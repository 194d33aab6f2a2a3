//! Tests for file-backed database initialization

use songlib_common::config::PartialConfig;
use songlib_common::db::init::init_database;
use songlib_common::db::migrations::{get_schema_version, CURRENT_SCHEMA_VERSION};
use std::io::Write;

fn sqlite_url(path: &std::path::Path) -> String {
    format!("sqlite://{}?mode=rwc", path.display())
}

#[tokio::test]
async fn test_database_creation_when_missing() {
    let dir = tempfile::tempdir().unwrap();
    let db_path = dir.path().join("nested").join("songlib.db");

    let pool = init_database(&sqlite_url(&db_path)).await;

    assert!(pool.is_ok(), "Database initialization failed: {:?}", pool.err());
    assert!(db_path.exists(), "Database file was not created");
}

#[tokio::test]
async fn test_database_opens_existing_and_keeps_rows() {
    let dir = tempfile::tempdir().unwrap();
    let url = sqlite_url(&dir.path().join("songlib.db"));

    let pool = init_database(&url).await.unwrap();
    sqlx::query("INSERT INTO songs (group_name, song, text) VALUES ('Muse', 'Uprising', 'Paranoia')")
        .execute(&pool)
        .await
        .unwrap();
    pool.close().await;

    let reopened = init_database(&url).await.unwrap();
    let count: i64 = sqlx::query_scalar("SELECT COUNT(*) FROM songs")
        .fetch_one(&reopened)
        .await
        .unwrap();

    assert_eq!(count, 1);
    assert_eq!(get_schema_version(&reopened).await.unwrap(), CURRENT_SCHEMA_VERSION);
}

#[test]
fn test_config_file_round_trip_from_disk() {
    let mut file = tempfile::NamedTempFile::new().unwrap();
    writeln!(file, "listen_addr = \"0.0.0.0:8081\"").unwrap();
    writeln!(file, "default_verse = 2").unwrap();

    let parsed = PartialConfig::from_toml_file(file.path()).unwrap();

    assert_eq!(parsed.listen_addr.as_deref(), Some("0.0.0.0:8081"));
    assert_eq!(parsed.default_verse, Some(2));
}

What you should do:
Restate, word for word, the listing above from its first line through the line that contains "assert_eq!(count, 1);", keeping both of those lines.

Answer to the exercise:
repository 194d33aab6f2a2a3
//! Tests for file-backed database initialization

use songlib_common::config::PartialConfig;
use songlib_common::db::init::init_database;
use songlib_common::db::migrations::{get_schema_version, CURRENT_SCHEMA_VERSION};
use std::io::Write;

fn sqlite_url(path: &std::path::Path) -> String {
    format!("sqlite://{}?mode=rwc", path.display())
}

#[tokio::test]
async fn test_database_creation_when_missing() {
    let dir = tempfile::tempdir().unwrap();
    let db_path = dir.path().join("nested").join("songlib.db");

    let pool = init_database(&sqlite_url(&db_path)).await;

    assert!(pool.is_ok(), "Database initialization failed: {:?}", pool.err());
    assert!(db_path.exists(), "Database file was not created");
}

#[tokio::test]
async fn test_database_opens_existing_and_keeps_rows() {
    let dir = tempfile::tempdir().unwrap();
    let url = sqlite_url(&dir.path().join("songlib.db"));

    let pool = init_database(&url).await.unwrap();
    sqlx::query("INSERT INTO songs (group_name, song, text) VALUES ('Muse', 'Uprising', 'Paranoia')")
        .execute(&pool)
        .await
        .unwrap();
    pool.close().await;

    let reopened = init_database(&url).await.unwrap();
    let count: i64 = sqlx::query_scalar("SELECT COUNT(*) FROM songs")
        .fetch_one(&reopened)
        .await
        .unwrap();

    assert_eq!(count, 1);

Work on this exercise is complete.